L’étude a été menée au Taï Chimpanzee Project, où Lemoine a travaillé pendant son doctorat. Le projet est actuellement dirigé par l’auteur principal de l’étude, le Dr Roman Wittig du CNRS en France.
Des équipes de chercheurs passent 8 à 12 heures par jour à suivre quatre groupes « habitués » à la présence humaine. C’est l’un des rares sites où des données sont collectées simultanément sur plusieurs communautés de chimpanzés sauvages.
Les chercheurs du projet disposent de traceurs GPS, grâce auxquels les auteurs de l’étude ont pu reproduire des cartes de deux territoires de chimpanzés frontaliers, y compris des données d’altitude. Celles-ci ont été comparées à d’anciennes cartes coloniales françaises pour confirmer la topographie.
Chaque groupe était composé de 30 à 40 chimpanzés adultes à la fois. L’étude a utilisé plus de 21 000 heures de relevés de traces sur un total de 58 animaux enregistrés entre 2013 et 2016.

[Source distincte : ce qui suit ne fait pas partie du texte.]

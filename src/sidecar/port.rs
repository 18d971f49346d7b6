use super::SidecarError;
use std::collections::HashSet;

/// Inclusive range sidecar ports are picked from. `0..=0` turns automatic
/// assignment off.
#[derive(Clone, Copy, Debug, Eq, PartialEq)]
pub struct PortRange {
    min: u16,
    max: u16,
}

#[derive(thiserror::Error, Debug, Clone, Eq, PartialEq)]
pub enum PortRangeError {
    #[error("sidecar_min_port {min} must be <= sidecar_max_port {max}")]
    Inverted { min: u16, max: u16 },
    #[error("sidecar_min_port and sidecar_max_port must both be zero or both be non-zero, got [{min}, {max}]")]
    HalfDisabled { min: u16, max: u16 },
}

impl PortRange {
    pub fn new(min: u16, max: u16) -> Result<Self, PortRangeError> {
        if (min == 0) != (max == 0) {
            return Err(PortRangeError::HalfDisabled { min, max });
        }
        if min > max {
            return Err(PortRangeError::Inverted { min, max });
        }

        Ok(Self { min, max })
    }

    pub fn disabled() -> Self {
        Self { min: 0, max: 0 }
    }

    pub fn min(&self) -> u16 {
        self.min
    }

    pub fn max(&self) -> u16 {
        self.max
    }

    pub fn is_disabled(&self) -> bool {
        self.min == 0 && self.max == 0
    }

    pub fn contains(&self, port: u16) -> bool {
        !self.is_disabled() && (self.min..=self.max).contains(&port)
    }

    /// Lowest port of the range that is not in `used`.
    pub fn allocate(&self, used: &HashSet<u16>) -> Result<u16, SidecarError> {
        if self.is_disabled() {
            return Err(SidecarError::AllocationDisabled);
        }

        (self.min..=self.max)
            .find(|port| !used.contains(port))
            .ok_or(SidecarError::RangeExhausted {
                min: self.min,
                max: self.max,
            })
    }
}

Pour établir et protéger leur territoire, les chimpanzés effectuent régulièrement des tournées en périphérie qui forment une sorte de « patrouille frontalière », explique Lemoine. “Les patrouilles s’effectuent souvent en sous-groupes qui restent proches et limitent le bruit. En tant qu’observateur, on a l’impression que les patrouilles ont commencé. Elles bougent et s’arrêtent en même temps, un peu comme une chasse”, a-t-il expliqué.
Les types de collines proches de la frontière utilisés pour la reconnaissance sont appelés « inselbergs » : des affleurements rocheux isolés qui brisent le couvert forestier. Les chimpanzés sont retournés à plusieurs reprises dans certains de ces inselbergs, où le temps passé au sommet s’est déroulé dans un état plus discret.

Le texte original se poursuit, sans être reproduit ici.